(Beginning of RECORDS SHOWN)

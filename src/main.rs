use clap::Parser;
use tracing_subscriber::EnvFilter;

use deck_solver::cli;
use deck_solver::web;

fn main() -> anyhow::Result<()> {
    let cli = cli::Cli::parse();

    // Initialize logging based on verbosity flag
    let filter = if cli.verbose {
        EnvFilter::new("deck_solver=debug,info")
    } else {
        EnvFilter::new("deck_solver=warn")
    };

    tracing_subscriber::fmt()
        .with_env_filter(filter)
        .with_target(false)
        .without_time()
        .with_writer(std::io::stderr)
        .init();

    match cli.command {
        cli::Commands::Match(args) => {
            cli::solve::run(args, cli.format, cli.verbose)?;
        }
        cli::Commands::Cards(args) => {
            cli::cards::run(args, cli.format, cli.verbose)?;
        }
        cli::Commands::Serve(args) => {
            web::server::run(args)?;
        }
    }

    Ok(())
}
/// Create the application router with all routes and middleware configured.
///
/// # Errors
///
/// Returns an error if the HTTP client or the rate limiter cannot be built,
/// or if the icon directory does not exist.
pub fn create_router(config: WebConfig) -> anyhow::Result<Router> {
    let loader = DataLoader::new(config.source)?;
    let calculator = Calculator::new(loader, MatchingConfig::default());

    let icon_base = match &config.icon_dir {
        Some(dir) if !dir.is_dir() => {
            anyhow::bail!("Icon directory {} does not exist", dir.display())
        }
        Some(_) => LOCAL_ICON_ROUTE.to_string(),
        None => config.icon_base,
    };
    let state = Arc::new(AppState {
        calculator,
        icon_base,
    });

    // Configure IP-based rate limiting
    let governor_conf = GovernorConfigBuilder::default()
        .per_second(10) // 10 requests per second per IP
        .burst_size(50) // Allow bursts of 50 requests
        .finish()
        .ok_or_else(|| anyhow::anyhow!("Invalid rate limiter configuration"))?;

    let mut router = Router::new()
        .route("/", get(index_handler))
        .route("/api/calculate", post(calculate_handler))
        .route("/api/cards", get(cards_handler))
        // Static file routes
        .route("/static/css/styles.css", get(styles_css_handler))
        .route("/static/js/main.js", get(main_js_handler));
    if let Some(dir) = config.icon_dir {
        tracing::info!("Serving card icons from {}", dir.display());
        router = router.nest_service(LOCAL_ICON_ROUTE, ServeDir::new(dir));
    }

    // Build router with comprehensive security layers
    let app = router
        .with_state(state)
        .layer(
            ServiceBuilder::new()
                // Security headers for browser protection
                .layer(SetResponseHeaderLayer::if_not_present(
                    HeaderName::from_static("x-content-type-options"),
                    HeaderValue::from_static("nosniff"),
                ))
                .layer(SetResponseHeaderLayer::if_not_present(
                    HeaderName::from_static("x-frame-options"),
                    HeaderValue::from_static("DENY"),
                ))
                .layer(SetResponseHeaderLayer::if_not_present(
                    HeaderName::from_static("x-xss-protection"),
                    HeaderValue::from_static("1; mode=block"),
                ))
                .layer(SetResponseHeaderLayer::if_not_present(
                    HeaderName::from_static("strict-transport-security"),
                    HeaderValue::from_static("max-age=31536000; includeSubDomains"),
                ))
                .layer(SetResponseHeaderLayer::if_not_present(
                    HeaderName::from_static("referrer-policy"),
                    HeaderValue::from_static("strict-origin-when-cross-origin"),
                ))
                // IP-based rate limiting to prevent abuse
                .layer(GovernorLayer {
                    config: Arc::new(governor_conf),
                })
                // Request timeout, longer than the data-load timeout so that
                // load failures are reported as such
                .layer(TimeoutLayer::with_status_code(
                    StatusCode::REQUEST_TIMEOUT,
                    Duration::from_secs(90),
                ))
                // Limit concurrent requests to prevent DOS
                .layer(ConcurrencyLimitLayer::new(100))
                // Calculation requests are small JSON bodies
                .layer(DefaultBodyLimit::max(MAX_REQUEST_BODY_SIZE)),
        );

    Ok(app)
}
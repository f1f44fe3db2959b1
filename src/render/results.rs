use serde::{Deserialize, Serialize};
use tracing::warn;

use crate::catalog::store::CardCatalog;
use crate::core::id::denormalize;
use crate::core::types::{CardId, MatchPass, MatchTier, Rarity};
use crate::matching::engine::{MatchOutcome, MatchResult};
use crate::matching::ownership::OwnedSet;
use crate::render::caption::{image_path, split_title, DEFAULT_ICON_BASE};

/// Shown when no solution matches
pub const NO_RESULT_MESSAGE: &str =
    "No deck can be built from these cards yet. Try adding more SR/SSR cards.";

/// Border colour for unowned cards in strict results
pub const DEFAULT_HIGHLIGHT: &str = "pink";

/// Border colour for unowned cards in relaxed results
pub const DEFAULT_RELAXED_HIGHLIGHT: &str = "#88dae3";

/// Presentation options chosen by the caller
#[derive(Debug, Clone, PartialEq, Eq, Serialize, Deserialize)]
pub struct RenderOptions {
    pub highlight: String,
    pub relaxed_highlight: String,
    /// Maximum number of matches to render; `None` renders all
    pub limit: Option<usize>,
    /// URL prefix for card icons
    pub icon_base: String,
}

impl Default for RenderOptions {
    fn default() -> Self {
        Self {
            highlight: DEFAULT_HIGHLIGHT.to_string(),
            relaxed_highlight: DEFAULT_RELAXED_HIGHLIGHT.to_string(),
            limit: None,
            icon_base: DEFAULT_ICON_BASE.to_string(),
        }
    }
}

#[derive(Debug, Clone, Serialize)]
pub struct RenderedCard {
    /// Player-facing ID
    pub id: CardId,
    pub internal_id: CardId,
    pub title: String,
    #[serde(skip_serializing_if = "Option::is_none")]
    pub character: Option<String>,
    pub rarity: Rarity,
    pub image: String,
    pub owned: bool,
    /// Border colour when the card is not owned
    #[serde(skip_serializing_if = "Option::is_none")]
    pub highlight: Option<String>,
}

#[derive(Debug, Clone, Serialize)]
pub struct RenderedMatch {
    pub tier: MatchTier,
    pub quad_owned_count: usize,
    pub tags: Vec<String>,
    pub colors: Vec<String>,
    pub quad: Vec<RenderedCard>,
    pub support: Vec<RenderedCard>,
}

#[derive(Debug, Clone, Serialize)]
pub struct RenderedOutcome {
    pub pass: MatchPass,
    /// Usable owned cards, player-facing IDs
    pub owned: Vec<CardId>,
    /// Matches before the render limit was applied
    pub total: usize,
    pub matches: Vec<RenderedMatch>,
    #[serde(skip_serializing_if = "Option::is_none")]
    pub message: Option<String>,
}

/// Resolve a card against the catalog. Cards missing from the catalog are
/// logged and left out rather than failing the whole result.
fn render_card(
    id: CardId,
    owned: &OwnedSet,
    catalog: &CardCatalog,
    highlight: &str,
    icon_base: &str,
) -> Option<RenderedCard> {
    let Some(card) = catalog.get(id) else {
        warn!("Card {id} (external {}) missing from catalog", denormalize(id));
        return None;
    };

    let caption = split_title(&card.title);
    let is_owned = owned.contains(id);

    Some(RenderedCard {
        id: card.external_id(),
        internal_id: id,
        title: caption.title,
        character: caption.character,
        rarity: card.rarity,
        image: image_path(icon_base, id),
        owned: is_owned,
        highlight: (!is_owned).then(|| highlight.to_string()),
    })
}

pub fn render_match(
    result: &MatchResult,
    owned: &OwnedSet,
    catalog: &CardCatalog,
    options: &RenderOptions,
) -> RenderedMatch {
    let highlight = if result.tier.is_relaxed() || result.tier.is_near_miss() {
        &options.relaxed_highlight
    } else {
        &options.highlight
    };
    let cards = |ids: &[CardId]| -> Vec<RenderedCard> {
        ids.iter()
            .filter_map(|&id| render_card(id, owned, catalog, highlight, &options.icon_base))
            .collect()
    };

    RenderedMatch {
        tier: result.tier,
        quad_owned_count: result.quad_owned_count,
        tags: result.solution.tags.clone(),
        colors: result.solution.colors.clone(),
        quad: cards(&result.solution.quad),
        support: cards(&result.used_support_ids),
    }
}

/// Render a whole calculation for display
pub fn render_outcome(
    outcome: &MatchOutcome,
    owned: &OwnedSet,
    catalog: &CardCatalog,
    options: &RenderOptions,
) -> RenderedOutcome {
    let limit = options.limit.unwrap_or(usize::MAX);
    let matches: Vec<RenderedMatch> = outcome
        .results
        .iter()
        .take(limit)
        .map(|m| render_match(m, owned, catalog, options))
        .collect();

    RenderedOutcome {
        pass: outcome.pass,
        owned: owned.external_ids(),
        total: outcome.len(),
        matches,
        message: outcome.is_empty().then(|| NO_RESULT_MESSAGE.to_string()),
    }
}
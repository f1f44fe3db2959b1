//! Turning match results into displayable cards.
//!
//! - [`caption`]: title splitting, character names, icon paths
//! - [`results`]: per-match card lists with ownership highlighting
//!
//! Every rendered card carries its player-facing ID, its icon path and whether
//! it is owned. Unowned cards get a highlight colour; strict and relaxed
//! results use different colours so stretch matches stand out.

pub mod caption;
pub mod results;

(End of RECORDS SHOWN)

DESCRIPTION OF THE TASK
Take the lines from the first line of the listing up to and including the line with "does not exist." and give them again exactly.

RESULT FOR THIS TASK
filename src/main.rs
use clap::Parser;
use tracing_subscriber::EnvFilter;

use deck_solver::cli;
use deck_solver::web;

fn main() -> anyhow::Result<()> {
    let cli = cli::Cli::parse();

    // Initialize logging based on verbosity flag
    let filter = if cli.verbose {
        EnvFilter::new("deck_solver=debug,info")
    } else {
        EnvFilter::new("deck_solver=warn")
    };

    tracing_subscriber::fmt()
        .with_env_filter(filter)
        .with_target(false)
        .without_time()
        .with_writer(std::io::stderr)
        .init();

    match cli.command {
        cli::Commands::Match(args) => {
            cli::solve::run(args, cli.format, cli.verbose)?;
        }
        cli::Commands::Cards(args) => {
            cli::cards::run(args, cli.format, cli.verbose)?;
        }
        cli::Commands::Serve(args) => {
            web::server::run(args)?;
        }
    }

    Ok(())
}
/// Create the application router with all routes and middleware configured.
///
/// # Errors
///
/// Returns an error if the HTTP client or the rate limiter cannot be built,
/// or if the icon directory does not exist.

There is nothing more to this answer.